# [TASK TO COMPLETE]
Set down the full listing that follows, word for word.

──────

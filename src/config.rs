use crate::EdError;
use crate::cli::TeacherArgs;
use crate::episode::Perspective;
use serde::Deserialize;
use std::collections::HashMap;
use std::path::{Path, PathBuf};
use std::str::FromStr;

pub const DEFAULT_PERSPECTIVE: &str = "train:both,test:experiencer,valid:experiencer";
pub const DEFAULT_DATATYPE: &str = "train";

#[derive(Debug, Deserialize, Default)]
pub struct EdConfig {
    #[serde(default)]
    pub teacher: TeacherConfig,
    #[serde(default)]
    pub features: FeatureConfig,
}

#[derive(Debug, Deserialize, Default)]
pub struct TeacherConfig {
    /// `experiencer`, `responder`, `both`, or `split:value` pairs joined by commas.
    pub perspective: Option<String>,
    /// Forces `experiencer` on the train split; overrides `perspective`.
    pub train_experiencer_only: Option<bool>,
    pub remove_political_convos: Option<bool>,
    pub include_emotion: Option<bool>,
}

#[derive(Debug, Deserialize, Default)]
pub struct FeatureConfig {
    pub embedding_file_prefix: Option<String>,
    pub external_token_model_path: Option<PathBuf>,
    pub prepend_count: Option<usize>,
}

/// Perspective selection, either one value for every split or a value per split name.
#[derive(Debug, Clone, PartialEq, Eq)]
pub enum PerspectivePolicy {
    Fixed(Perspective),
    PerSplit(HashMap<String, Perspective>),
}

impl Default for PerspectivePolicy {
    fn default() -> Self {
        PerspectivePolicy::PerSplit(HashMap::from([
            ("train".into(), Perspective::Both),
            ("test".into(), Perspective::Experiencer),
            ("valid".into(), Perspective::Experiencer),
        ]))
    }
}

impl FromStr for PerspectivePolicy {
    type Err = EdError;

    fn from_str(s: &str) -> Result<Self, Self::Err> {
        let s = s.trim();
        if let Ok(p) = s.parse::<Perspective>() {
            return Ok(PerspectivePolicy::Fixed(p));
        }
        let mut map = HashMap::new();
        for part in s.split(',') {
            let Some((split, value)) = part.split_once(':') else {
                return Err(EdError::Config(format!(
                    "invalid perspective {s:?}: {part:?} is not split:value"
                )));
            };
            let split = split.trim();
            if split.is_empty() {
                return Err(EdError::Config(format!(
                    "invalid perspective {s:?}: empty split name"
                )));
            }
            let value = value
                .trim()
                .parse::<Perspective>()
                .map_err(|e| EdError::Config(format!("invalid perspective {s:?}: {e}")))?;
            map.insert(split.to_string(), value);
        }
        Ok(PerspectivePolicy::PerSplit(map))
    }
}

impl PerspectivePolicy {
    pub fn resolve(&self, split: &str) -> Result<Perspective, EdError> {
        match self {
            PerspectivePolicy::Fixed(p) => Ok(*p),
            PerspectivePolicy::PerSplit(map) => map.get(split).copied().ok_or_else(|| {
                EdError::Config(format!("perspective has no entry for split {split:?}"))
            }),
        }
    }
}

/// Fully resolved options for one teacher instance.
#[derive(Debug, Clone)]
pub struct TeacherOptions {
    /// e.g. `train`, `train:stream`, `valid`
    pub datatype: String,
    pub perspective: PerspectivePolicy,
    pub train_experiencer_only: bool,
    pub remove_political_convos: bool,
    pub include_emotion: bool,
    pub embedding_file_prefix: Option<String>,
    pub external_token_model_path: Option<PathBuf>,
    /// Keyword tokens to prepend; 0 disables.
    pub prepend_count: usize,
}

impl Default for TeacherOptions {
    fn default() -> Self {
        Self {
            datatype: DEFAULT_DATATYPE.into(),
            perspective: PerspectivePolicy::default(),
            train_experiencer_only: false,
            remove_political_convos: false,
            include_emotion: false,
            embedding_file_prefix: None,
            external_token_model_path: None,
            prepend_count: 0,
        }
    }
}

impl TeacherOptions {
    /// Split name: the datatype up to the first `:`.
    pub fn split(&self) -> &str {
        split_of(&self.datatype)
    }

    pub fn resolve_perspective(&self) -> Result<Perspective, EdError> {
        if self.train_experiencer_only && self.split() == "train" {
            return Ok(Perspective::Experiencer);
        }
        self.perspective.resolve(self.split())
    }
}

pub fn split_of(datatype: &str) -> &str {
    datatype.split(':').next().unwrap_or(datatype)
}

/// Load config from EMPATHETIC_CONFIG env var, ~/.empathetic/config.toml, or defaults.
pub fn load_config() -> Result<EdConfig, EdError> {
    match config_path() {
        Some(p) if p.exists() => load_config_from(&p),
        _ => Ok(EdConfig::default()),
    }
}

pub fn load_config_from(path: &Path) -> Result<EdConfig, EdError> {
    let content = std::fs::read_to_string(path)?;
    let config: EdConfig = toml::from_str(&content)
        .map_err(|e| EdError::Config(format!("{}: {e}", path.display())))?;
    validate_config(&config)?;
    Ok(config)
}

fn config_path() -> Option<PathBuf> {
    if let Ok(p) = std::env::var("EMPATHETIC_CONFIG") {
        return Some(PathBuf::from(p));
    }
    let home = std::env::var("HOME").ok()?;
    Some(Path::new(&home).join(".empathetic").join("config.toml"))
}

fn validate_config(config: &EdConfig) -> Result<(), EdError> {
    if let Some(p) = &config.teacher.perspective {
        p.parse::<PerspectivePolicy>()?;
    }
    if config.features.prepend_count.unwrap_or(0) > 0
        && config.features.external_token_model_path.is_none()
    {
        return Err(EdError::Config(
            "features.prepend_count requires features.external_token_model_path".into(),
        ));
    }
    Ok(())
}

/// Merge the config file with command-line overrides. CLI values win.
pub fn resolve_options(config: &EdConfig, args: &TeacherArgs) -> Result<TeacherOptions, EdError> {
    let perspective = args
        .perspective
        .as_deref()
        .or(config.teacher.perspective.as_deref())
        .unwrap_or(DEFAULT_PERSPECTIVE)
        .parse::<PerspectivePolicy>()?;

    let external_token_model_path = args
        .token_model
        .clone()
        .or_else(|| config.features.external_token_model_path.clone());
    let prepend_count = args
        .prepend
        .or(config.features.prepend_count)
        .unwrap_or(0);
    if prepend_count > 0 && external_token_model_path.is_none() {
        return Err(EdError::Config(
            "--prepend requires --token-model (or features.external_token_model_path)".into(),
        ));
    }

    Ok(TeacherOptions {
        datatype: args.datatype.clone(),
        perspective,
        train_experiencer_only: args
            .train_experiencer_only
            .or(config.teacher.train_experiencer_only)
            .unwrap_or(false),
        remove_political_convos: args
            .remove_political_convos
            .or(config.teacher.remove_political_convos)
            .unwrap_or(false),
        include_emotion: args
            .include_emotion
            .or(config.teacher.include_emotion)
            .unwrap_or(false),
        embedding_file_prefix: args
            .embedding_prefix
            .clone()
            .or_else(|| config.features.embedding_file_prefix.clone()),
        external_token_model_path,
        prepend_count,
    })
}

──────

# [WRITTEN ANSWER]
filename src/config.rs
use crate::EdError;
use crate::cli::TeacherArgs;
use crate::episode::Perspective;
use serde::Deserialize;
use std::collections::HashMap;
use std::path::{Path, PathBuf};
use std::str::FromStr;

pub const DEFAULT_PERSPECTIVE: &str = "train:both,test:experiencer,valid:experiencer";
pub const DEFAULT_DATATYPE: &str = "train";

#[derive(Debug, Deserialize, Default)]
pub struct EdConfig {
    #[serde(default)]
    pub teacher: TeacherConfig,
    #[serde(default)]
    pub features: FeatureConfig,
}

#[derive(Debug, Deserialize, Default)]
pub struct TeacherConfig {
    /// `experiencer`, `responder`, `both`, or `split:value` pairs joined by commas.
    pub perspective: Option<String>,
    /// Forces `experiencer` on the train split; overrides `perspective`.
    pub train_experiencer_only: Option<bool>,
    pub remove_political_convos: Option<bool>,
    pub include_emotion: Option<bool>,
}

#[derive(Debug, Deserialize, Default)]
pub struct FeatureConfig {
    pub embedding_file_prefix: Option<String>,
    pub external_token_model_path: Option<PathBuf>,
    pub prepend_count: Option<usize>,
}

/// Perspective selection, either one value for every split or a value per split name.
#[derive(Debug, Clone, PartialEq, Eq)]
pub enum PerspectivePolicy {
    Fixed(Perspective),
    PerSplit(HashMap<String, Perspective>),
}

impl Default for PerspectivePolicy {
    fn default() -> Self {
        PerspectivePolicy::PerSplit(HashMap::from([
            ("train".into(), Perspective::Both),
            ("test".into(), Perspective::Experiencer),
            ("valid".into(), Perspective::Experiencer),
        ]))
    }
}

impl FromStr for PerspectivePolicy {
    type Err = EdError;

    fn from_str(s: &str) -> Result<Self, Self::Err> {
        let s = s.trim();
        if let Ok(p) = s.parse::<Perspective>() {
            return Ok(PerspectivePolicy::Fixed(p));
        }
        let mut map = HashMap::new();
        for part in s.split(',') {
            let Some((split, value)) = part.split_once(':') else {
                return Err(EdError::Config(format!(
                    "invalid perspective {s:?}: {part:?} is not split:value"
                )));
            };
            let split = split.trim();
            if split.is_empty() {
                return Err(EdError::Config(format!(
                    "invalid perspective {s:?}: empty split name"
                )));
            }
            let value = value
                .trim()
                .parse::<Perspective>()
                .map_err(|e| EdError::Config(format!("invalid perspective {s:?}: {e}")))?;
            map.insert(split.to_string(), value);
        }
        Ok(PerspectivePolicy::PerSplit(map))
    }
}

impl PerspectivePolicy {
    pub fn resolve(&self, split: &str) -> Result<Perspective, EdError> {
        match self {
            PerspectivePolicy::Fixed(p) => Ok(*p),
            PerspectivePolicy::PerSplit(map) => map.get(split).copied().ok_or_else(|| {
                EdError::Config(format!("perspective has no entry for split {split:?}"))
            }),
        }
    }
}

/// Fully resolved options for one teacher instance.
#[derive(Debug, Clone)]
pub struct TeacherOptions {
    /// e.g. `train`, `train:stream`, `valid`
    pub datatype: String,
    pub perspective: PerspectivePolicy,
    pub train_experiencer_only: bool,
    pub remove_political_convos: bool,
    pub include_emotion: bool,
    pub embedding_file_prefix: Option<String>,
    pub external_token_model_path: Option<PathBuf>,
    /// Keyword tokens to prepend; 0 disables.
    pub prepend_count: usize,
}

impl Default for TeacherOptions {
    fn default() -> Self {
        Self {
            datatype: DEFAULT_DATATYPE.into(),
            perspective: PerspectivePolicy::default(),
            train_experiencer_only: false,
            remove_political_convos: false,
            include_emotion: false,
            embedding_file_prefix: None,
            external_token_model_path: None,
            prepend_count: 0,
        }
    }
}

impl TeacherOptions {
    /// Split name: the datatype up to the first `:`.
    pub fn split(&self) -> &str {
        split_of(&self.datatype)
    }

    pub fn resolve_perspective(&self) -> Result<Perspective, EdError> {
        if self.train_experiencer_only && self.split() == "train" {
            return Ok(Perspective::Experiencer);
        }
        self.perspective.resolve(self.split())
    }
}

pub fn split_of(datatype: &str) -> &str {
    datatype.split(':').next().unwrap_or(datatype)
}

/// Load config from EMPATHETIC_CONFIG env var, ~/.empathetic/config.toml, or defaults.
pub fn load_config() -> Result<EdConfig, EdError> {
    match config_path() {
        Some(p) if p.exists() => load_config_from(&p),
        _ => Ok(EdConfig::default()),
    }
}

pub fn load_config_from(path: &Path) -> Result<EdConfig, EdError> {
    let content = std::fs::read_to_string(path)?;
    let config: EdConfig = toml::from_str(&content)
        .map_err(|e| EdError::Config(format!("{}: {e}", path.display())))?;
    validate_config(&config)?;
    Ok(config)
}

fn config_path() -> Option<PathBuf> {
    if let Ok(p) = std::env::var("EMPATHETIC_CONFIG") {
        return Some(PathBuf::from(p));
    }
    let home = std::env::var("HOME").ok()?;
    Some(Path::new(&home).join(".empathetic").join("config.toml"))
}

fn validate_config(config: &EdConfig) -> Result<(), EdError> {
    if let Some(p) = &config.teacher.perspective {
        p.parse::<PerspectivePolicy>()?;
    }
    if config.features.prepend_count.unwrap_or(0) > 0
        && config.features.external_token_model_path.is_none()
    {
        return Err(EdError::Config(
            "features.prepend_count requires features.external_token_model_path".into(),
        ));
    }
    Ok(())
}

/// Merge the config file with command-line overrides. CLI values win.
pub fn resolve_options(config: &EdConfig, args: &TeacherArgs) -> Result<TeacherOptions, EdError> {
    let perspective = args
        .perspective
        .as_deref()
        .or(config.teacher.perspective.as_deref())
        .unwrap_or(DEFAULT_PERSPECTIVE)
        .parse::<PerspectivePolicy>()?;

    let external_token_model_path = args
        .token_model
        .clone()
        .or_else(|| config.features.external_token_model_path.clone());
    let prepend_count = args
        .prepend
        .or(config.features.prepend_count)
        .unwrap_or(0);
    if prepend_count > 0 && external_token_model_path.is_none() {
        return Err(EdError::Config(
            "--prepend requires --token-model (or features.external_token_model_path)".into(),
        ));
    }

    Ok(TeacherOptions {
        datatype: args.datatype.clone(),
        perspective,
        train_experiencer_only: args
            .train_experiencer_only
            .or(config.teacher.train_experiencer_only)
            .unwrap_or(false),
        remove_political_convos: args
            .remove_political_convos
            .or(config.teacher.remove_political_convos)
            .unwrap_or(false),
        include_emotion: args
            .include_emotion
            .or(config.teacher.include_emotion)
            .unwrap_or(false),
        embedding_file_prefix: args
            .embedding_prefix
            .clone()
            .or_else(|| config.features.embedding_file_prefix.clone()),
        external_token_model_path,
        prepend_count,
    })
}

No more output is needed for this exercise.